Gas controls a lot of our thinking. The word seems to be absent from our conscience and consciousness. Speakers claiming to protect the greenhouse argue that if the world stops burning coal, global warming would stop. What they are omitting is the phrase, AND GAS.
Also omitting "AND OIL", but even so they're wrong. Climate warming will continue for way, way too long even if we stop emitting fossil carbon today. The heat currently disappearing into the oceans cools the globe, and until they come to equilibrium heating will continue. Then there are the effects from things like methane from thawing permafrost.
Anyone ready to consider geoengineering yet? I suspect we're going to need some megatons of SO2 in the high stratosphere shortly to prevent the phenomena of 2020 Australia being repeated world-wide.
CSIRO states their opinion that SMRs will be more expensive ...
Well, it isn't CSIRO engineers saying that. The GenCost 2019-20 report (currently a draft report) does not consist of peer-reviewed work by CSIRO scientists, much as the article in the renewables trade journal, RenewEconomy would have us believe, but by a group of renewables enthusiasts largely in AEMO and elsewhere. Years ago, an anti-school government required that CSIRO publish work partnered with industry. Consequently there are "CSIRO reports" on nonsense like carbon sequestration etc. On the flyleaf, as publisher, CSIRO inserts "Important disclaimer... CSIRO ... excludes all liability ... arising directly or indirectly from using this publication (in part or in whole) and any information or material contained in it." Reader beware!

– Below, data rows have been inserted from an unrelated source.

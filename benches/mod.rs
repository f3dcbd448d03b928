use criterion::{criterion_group, criterion_main};

mod entity;

criterion_group!(
    benches,
    entity::bench_route_inbound,
    entity::bench_persistence_key,
    entity::bench_normalize
);
criterion_main!(benches);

The GenCost report compares the costing for instantaneous renewable electricity without including the cost of firming the ragged supply for 24-hour use as electricity on demand. (Are we going for 100% non-fossil power, or not?) Costings for coal with carbon sequestration are included, despite it being purely hypothetical. The costing for SMRs is somehow set at 16 $/W, contradicting NuScale and MPower estimates of 5 $/W. They don't discuss the revolutionary drop in cost expected of the transition between FOAK and NOAK of SMRs, although they concede that their estimate of 16 $/W may decrease, but never to less than twice the cost of renewables. No mention is made of the much lower (than 16 $/W) cost for established large nuclear.
Post by engineerpoet on Mar 21, 2020 10:28:35 GMT 9.5
Organic Rankine cycles are generally aimed for low-temperature applications and have similarly low thermal efficiencies. I found nothing in the article or at the RayGen site which goes into anything close to scientific detail, so I have to consider this a half-baked scheme. Yes, it can generate some power after dark. I saw nothing to support the claim of 4 MW/50 MWh.

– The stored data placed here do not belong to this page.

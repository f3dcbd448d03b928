//! Routing between the broker session and the entity registry.
//!
//! Inbound messages are offered to the registry with the current flush
//! suppression flag. Outbound values from entities go through the
//! [`Outbound`] sink, which the [`Mediator`] implements on top of a
//! [`BrokerSession`], holding them back while publishing is not allowed.

use log::{debug, info, warn};

use crate::entity::Registry;
use crate::session::{BrokerSession, QoS};
use crate::storage::KeyValueStore;

/// Destination for values published by entities.
pub trait Outbound {
    /// Publishes `payload` to `topic`. An empty topic is a no-op.
    /// `log` asks for the publication to be logged.
    fn publish(&mut self, topic: &str, payload: &str, log: bool);
}

impl<T: Outbound + ?Sized> Outbound for &mut T {
    fn publish(&mut self, topic: &str, payload: &str, log: bool) {
        T::publish(self, topic, payload, log)
    }
}

/// A short-lived view over the session used for one routing or publishing pass.
#[derive(Debug)]
pub struct Mediator<'s, B: BrokerSession> {
    session: &'s mut B,
    allowed: bool,
    suppress: bool,
    qos: QoS,
    retain: bool,
}

impl<'s, B: BrokerSession> Mediator<'s, B> {
    /// `allowed` gates every outbound publication; `suppress` is the flush
    /// window flag handed to entities on inbound routing.
    pub fn new(session: &'s mut B, allowed: bool, suppress: bool) -> Self {
        Self {
            session,
            allowed,
            suppress,
            qos: QoS::AtMostOnce,
            retain: false,
        }
    }

    /// Sets the QoS and retain flag of state publications.
    pub fn with_delivery(mut self, qos: QoS, retain: bool) -> Self {
        self.qos = qos;
        self.retain = retain;
        self
    }

    /// Offers an inbound message to the registry.
    ///
    /// Returns `true` if an entity consumed it. Unclaimed messages are
    /// dropped; that includes messages held back by the flush window.
    pub fn route_inbound<S: KeyValueStore>(
        &mut self,
        registry: &mut Registry<'_>,
        store: &mut S,
        topic: &str,
        payload: &str,
    ) -> bool {
        let suppress = self.suppress;
        match registry.route_inbound(topic, payload, suppress, store, self) {
            Some(name) => {
                debug!("[Mediator] '{}' <- {} = '{}'", name, topic, payload);
                true
            }
            None if suppress => {
                debug!("[Mediator] flush window, ignored {} = '{}'", topic, payload);
                false
            }
            None => {
                debug!("[Mediator] no entity for {}, dropped", topic);
                false
            }
        }
    }
}

impl<B: BrokerSession> Outbound for Mediator<'_, B> {
    fn publish(&mut self, topic: &str, payload: &str, log: bool) {
        if topic.is_empty() {
            return;
        }
        if !self.allowed {
            debug!("[Mediator] not connected, held {} = '{}'", topic, payload);
            return;
        }
        match self.session.publish(topic, payload.as_bytes(), self.qos, self.retain) {
            Ok(()) if log => info!("[Mediator] {} -> '{}'", topic, payload),
            Ok(()) => {}
            Err(e) => warn!("[Mediator] publish to {} failed: {:?}", topic, e),
        }
    }
}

Post by engineerpoet on Apr 12, 2020 1:37:17 GMT 9.5
1 megawatt at 2% of final capacity. This comes to 50 megawatts when complete. This compares to the ~450 MW drop in wind-farm output which was the penultimate event in the S.A. blackout.

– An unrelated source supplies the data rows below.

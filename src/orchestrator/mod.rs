#![deny(unsafe_code)]

//! # Communication orchestrator
//!
//! Sequences the path from a cold device to a fully synchronized one:
//!
//! ```text
//! Disconnected ─► Attaching ─► SessionPending ─► Announcing ─► Flushing ─► Ready
//!       ▲              ▲               ▲                                      │
//!       └── resume ────┴─ link lost ───┴──────── session lost ────────────────┘
//! ```
//!
//! * `Attaching`: the network guard has no link yet.
//! * `SessionPending`: linked, waiting for the broker session.
//! * `Announcing`: the session just opened; the owner publishes discovery and
//!   subscribes, then reports back with [`Orchestrator::announced`].
//! * `Flushing`: retained messages replayed after subscribing are ignored for
//!   non-internal entities until the deadline passes.
//! * `Ready`: the pipeline is complete.
//!
//! The state is an explicit enum and every transition is a pure function of
//! the current state and the observed inputs, see [`CommState::on_link`],
//! [`CommState::on_announced`] and [`CommState::on_clock`]. The
//! [`Orchestrator`] wraps the state with the readiness signals exposed to the
//! application.

use log::{debug, info, warn};

#[cfg(test)]
mod tests;

/// Where the device stands on the way to a synchronized session.
#[derive(Debug, PartialEq, Eq, Clone, Copy)]
pub enum CommState {
    /// Nothing attempted yet, or restarted after a suspension.
    Disconnected,
    /// Waiting for the network link.
    Attaching,
    /// Linked, waiting for a broker session.
    SessionPending,
    /// Session just opened; discovery and subscriptions are due.
    Announcing,
    /// Retained replay window, open until `until` (ms).
    Flushing { until: u64 },
    /// Fully synchronized.
    Ready,
}

impl CommState {
    /// Applies the link observations of this tick.
    ///
    /// A lost link or session always wins. A session seen from any of the
    /// pre-session states moves to `Announcing`. Later states are kept.
    pub fn on_link(self, attached: bool, session: bool) -> CommState {
        if !attached {
            return CommState::Attaching;
        }
        if !session {
            return CommState::SessionPending;
        }
        match self {
            CommState::Disconnected | CommState::Attaching | CommState::SessionPending => {
                CommState::Announcing
            }
            other => other,
        }
    }

    /// Opens the flush window once the announcement has been made.
    pub fn on_announced(self, now: u64, window_ms: u64) -> CommState {
        match self {
            CommState::Announcing => CommState::Flushing {
                until: now.saturating_add(window_ms),
            },
            other => other,
        }
    }

    /// Closes the flush window once its deadline has passed.
    pub fn on_clock(self, now: u64) -> CommState {
        match self {
            CommState::Flushing { until } if now >= until => CommState::Ready,
            other => other,
        }
    }

    /// `true` from the moment the session opens.
    pub fn session_active(self) -> bool {
        matches!(
            self,
            CommState::Announcing | CommState::Flushing { .. } | CommState::Ready
        )
    }

    /// `true` while inbound messages must be held back from non-internal entities.
    pub fn suppresses_inbound(self, now: u64) -> bool {
        matches!(self, CommState::Flushing { until } if now < until)
    }

    fn is_linked(self) -> bool {
        !matches!(self, CommState::Disconnected | CommState::Attaching)
    }
}

#[cfg(feature = "defmt")]
impl defmt::Format for CommState {
    fn format(&self, f: defmt::Formatter) {
        match self {
            CommState::Disconnected => defmt::write!(f, "Disconnected"),
            CommState::Attaching => defmt::write!(f, "Attaching"),
            CommState::SessionPending => defmt::write!(f, "SessionPending"),
            CommState::Announcing => defmt::write!(f, "Announcing"),
            CommState::Flushing { until } => defmt::write!(f, "Flushing(until={=u64})", until),
            CommState::Ready => defmt::write!(f, "Ready"),
        }
    }
}

/// Work the owner must do after [`Orchestrator::step`].
#[derive(Debug, PartialEq, Eq, Clone, Copy, Default)]
pub struct Step {
    /// The network link just came up.
    pub attached: bool,
    /// The session just opened: publish discovery, subscribe, then call
    /// [`Orchestrator::announced`].
    pub announce: bool,
}

/// Communication state plus the readiness signals built on it.
#[derive(Debug, Clone)]
pub struct Orchestrator {
    state: CommState,
    flush_window_ms: u64,
    ready_edge: bool,
    confirmed: bool,
}

impl Orchestrator {
    pub fn new(flush_window_ms: u64) -> Self {
        Self {
            state: CommState::Disconnected,
            flush_window_ms,
            ready_edge: false,
            confirmed: false,
        }
    }

    pub fn state(&self) -> CommState {
        self.state
    }

    /// Feeds this tick's link observations.
    ///
    /// Clears any unconsumed ready edge from the previous tick.
    pub fn step(&mut self, attached: bool, session: bool) -> Step {
        self.ready_edge = false;
        let prev = self.state;
        let next = prev.on_link(attached, session);
        if next == prev {
            return Step::default();
        }

        if prev.session_active() && !next.session_active() {
            warn!("[Core] session dropped in {:?}", prev);
            self.confirmed = false;
        }
        debug!("[Core] {:?} -> {:?}", prev, next);
        self.state = next;

        Step {
            attached: !prev.is_linked() && next.is_linked(),
            announce: next == CommState::Announcing,
        }
    }

    /// Reports the announcement as done and opens the flush window.
    pub fn announced(&mut self, now: u64) {
        let next = self.state.on_announced(now, self.flush_window_ms);
        if next != self.state {
            debug!("[Core] flushing retained messages for {} ms", self.flush_window_ms);
            self.state = next;
        }
    }

    /// Advances time-driven transitions; called after inbound handling.
    pub fn settle(&mut self, now: u64) {
        let next = self.state.on_clock(now);
        if next != self.state {
            info!("[Core] communication ready");
            self.state = next;
            self.ready_edge = true;
        }
    }

    /// `true` once, on the tick the pipeline became ready.
    pub fn became_ready(&mut self) -> bool {
        core::mem::take(&mut self.ready_edge)
    }

    pub fn session_active(&self) -> bool {
        self.state.session_active()
    }

    pub fn suppresses_inbound(&self, now: u64) -> bool {
        self.state.suppresses_inbound(now)
    }

    /// Records that the application has published its startup state.
    pub fn confirm_ready(&mut self) {
        if self.state == CommState::Ready && !self.confirmed {
            info!("[Core] application ready");
        }
        self.confirmed = true;
    }

    /// Pipeline ready and confirmed by the application.
    pub fn is_fully_ready(&self) -> bool {
        self.state == CommState::Ready && self.confirmed
    }

    /// Starts over from `Disconnected`, as after a suspension.
    pub fn restart(&mut self) {
        self.state = CommState::Disconnected;
        self.ready_edge = false;
        self.confirmed = false;
    }
}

A Powerwall is rated at 13.5 kWh of capacity. This is enough to make a good PHEV, maybe 2 if they're small. In V2G use, PHEV batteries would make a perfectly fine VPP and decarbonize transport. Tesla's stunt is just that, a stunt.
"Tesla Virtual Power Plant In Australia Outperforms Expectations" ... This is a sizable battery.
The article reports that the "Virtual power plant" was able to supply 828 kW for several minutes, about 0.1 MWh. That is big for a distributed battery and might be useful as replacement for some of the spinning reserve on the system, but it does not rank as a power station. The use of the term VPP is a clear innuendo that it does rank.
A solar farm might boast of having a battery to continue supply for a few minutes when the sun goes behind a cloud. A coal-fired power station keeps a stockpile of weeks of coal in case of disruption of supply. By way of example, an Indian stockpile of 450 tonnes (of 20 GJ per tonne coal burned at 40% efficiency) represents 1000 MWh. That ten-thousand fold difference is the ballpark for storage that renewables fail to achieve.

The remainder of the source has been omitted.